What the task asks: Below are some records. Pull every line that contains the word "Self".

Records for the exercise:
//! Caller identity
//!
//! Authentication happens upstream. The gateway forwards the verified user
//! as `X-User-Id` and `X-Username`; handlers take an [`AuthenticatedUser`]
//! argument and get 401 when either header is missing or malformed.

use actix_web::error::ErrorUnauthorized;
use actix_web::{dev::Payload, Error, FromRequest, HttpRequest};
use futures::future::{ready, Ready};
use uuid::Uuid;

pub const USER_ID_HEADER: &str = "X-User-Id";
pub const USERNAME_HEADER: &str = "X-Username";

#[derive(Debug, Clone, PartialEq, Eq)]
pub struct AuthenticatedUser {
    pub id: Uuid,
    pub username: String,
}

fn header<'a>(req: &'a HttpRequest, name: &str) -> Option<&'a str> {
    req.headers()
        .get(name)
        .and_then(|h| h.to_str().ok())
        .map(str::trim)
        .filter(|v| !v.is_empty())
}

impl AuthenticatedUser {
    fn from_headers(req: &HttpRequest) -> Result<Self, Error> {
        let id = header(req, USER_ID_HEADER)
            .ok_or_else(|| ErrorUnauthorized("Missing user identity"))?;
        let id = Uuid::parse_str(id).map_err(|_| ErrorUnauthorized("Invalid user ID"))?;

        let username = header(req, USERNAME_HEADER)
            .ok_or_else(|| ErrorUnauthorized("Missing username"))?
            .to_string();

        Ok(Self { id, username })
    }
}

impl FromRequest for AuthenticatedUser {
    type Error = Error;
    type Future = Ready<Result<Self, Self::Error>>;

    fn from_request(req: &HttpRequest, _: &mut Payload) -> Self::Future {
        ready(Self::from_headers(req))
    }
}
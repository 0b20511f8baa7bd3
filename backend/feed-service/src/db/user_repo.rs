use uuid::Uuid;

/// Mirror a gateway-authenticated user into `users`.
///
/// Posts and follow rows reference `users(id)`, so every write path records
/// its caller first. The username is refreshed on each call and may be
/// shared with a stale row of a user who has since renamed.
pub(crate) async fn record_user<'e, E>(
    executor: E,
    user_id: Uuid,
    username: &str,
) -> Result<(), sqlx::Error>
where
    E: sqlx::PgExecutor<'e>,
{
    sqlx::query(
        r#"
        INSERT INTO users (id, username)
        VALUES ($1, $2)
        ON CONFLICT (id) DO UPDATE SET username = EXCLUDED.username
        "#,
    )
    .bind(user_id)
    .bind(username)
    .execute(executor)
    .await?;

    Ok(())
}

Response for this exercise:
    fn from_headers(req: &HttpRequest) -> Result<Self, Error> {
        Ok(Self { id, username })
    type Future = Ready<Result<Self, Self::Error>>;
    fn from_request(req: &HttpRequest, _: &mut Payload) -> Self::Future {
        ready(Self::from_headers(req))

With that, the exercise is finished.